Available data -
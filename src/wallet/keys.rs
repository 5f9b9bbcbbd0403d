//! Wallet key material.

use zeroize::Zeroizing;

use crate::crypto;
use crate::error::{CryptoError, CryptoResult};
use crate::types::PublicKey;

/// The key set needed to scan for and spend owned outputs.
///
/// Secrets are held in zeroizing buffers and never exposed by value; the
/// scanner borrows them for the duration of a derivation.
#[derive(Clone)]
pub struct WalletKeys {
    private_view_key: Zeroizing<[u8; 32]>,
    private_spend_key: Zeroizing<[u8; 32]>,
    public_spend_key: PublicKey,
    public_view_key: PublicKey,
}

impl WalletKeys {
    /// Build the key set from the two private keys, deriving the public
    /// halves.
    pub fn from_secrets(private_view_key: [u8; 32], private_spend_key: [u8; 32]) -> Self {
        let public_view_key = PublicKey(crypto::public_key_from_secret(&private_view_key));
        let public_spend_key = PublicKey(crypto::public_key_from_secret(&private_spend_key));
        Self {
            private_view_key: Zeroizing::new(private_view_key),
            private_spend_key: Zeroizing::new(private_spend_key),
            public_spend_key,
            public_view_key,
        }
    }

    /// Parse the two private keys from 64-character hex strings.
    pub fn from_hex(private_view_key: &str, private_spend_key: &str) -> CryptoResult<Self> {
        Ok(Self::from_secrets(
            parse_secret(private_view_key)?,
            parse_secret(private_spend_key)?,
        ))
    }

    /// The private view key, used to compute key derivations.
    pub fn private_view_key(&self) -> &[u8; 32] {
        &self.private_view_key
    }

    /// The private spend key, used to compute key images.
    pub fn private_spend_key(&self) -> &[u8; 32] {
        &self.private_spend_key
    }

    /// The public spend key ownership candidates are compared against.
    pub fn public_spend_key(&self) -> &PublicKey {
        &self.public_spend_key
    }

    /// The public view key (the sender-side derivation input).
    pub fn public_view_key(&self) -> &PublicKey {
        &self.public_view_key
    }
}

fn parse_secret(s: &str) -> CryptoResult<[u8; 32]> {
    let bytes = Zeroizing::new(hex::decode(s)?);
    bytes
        .as_slice()
        .try_into()
        .map_err(|_| CryptoError::InvalidLength {
            expected: 32,
            actual: bytes.len(),
        })
}

impl std::fmt::Debug for WalletKeys {
    fn fmt(&self, f: &mut std::fmt::Formatter<'_>) -> std::fmt::Result {
        f.debug_struct("WalletKeys")
            .field("public_spend_key", &self.public_spend_key)
            .field("public_view_key", &self.public_view_key)
            .finish_non_exhaustive()
    }
}
//! Node communication for the SPV client.
//!
//! The engine talks to the remote node through the [`NodeClient`] trait;
//! [`HttpNodeClient`] is the production implementation over the node's HTTP
//! JSON API. Tests substitute a scripted mock (see `test_utils`).

pub mod http;

use async_trait::async_trait;

use crate::error::NetworkResult;
use crate::types::{BlockDetails, BlockHash, NodeInfo, WalletSyncData};

pub use http::HttpNodeClient;

/// Abstract interface to a remote CryptoNote node.
///
/// Every call carries the configured request timeout; a timed-out or failed
/// call is reported as a [`NetworkError`](crate::error::NetworkError) and
/// recovered by the caller's retry cadence.
#[async_trait]
pub trait NodeClient: Send + Sync + 'static {
    /// Fetch node status, including its current chain height.
    async fn get_node_info(&self) -> NetworkResult<NodeInfo>;

    /// Fetch details of the block at the given height.
    async fn get_block_details_by_height(&self, height: u64) -> NetworkResult<BlockDetails>;

    /// Given known block-hash checkpoints, fetch the next contiguous range
    /// of blocks the node believes the wallet has not yet seen.
    async fn get_wallet_sync_data(
        &self,
        checkpoints: &[BlockHash],
    ) -> NetworkResult<WalletSyncData>;
}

Exercise prompt - For each line of the entries that contains the word "PublicKey", make a copy.

Exercise answer -
use crate::types::PublicKey;
    public_spend_key: PublicKey,
    public_view_key: PublicKey,
        let public_view_key = PublicKey(crypto::public_key_from_secret(&private_view_key));
        let public_spend_key = PublicKey(crypto::public_key_from_secret(&private_spend_key));
    pub fn public_spend_key(&self) -> &PublicKey {
    pub fn public_view_key(&self) -> &PublicKey {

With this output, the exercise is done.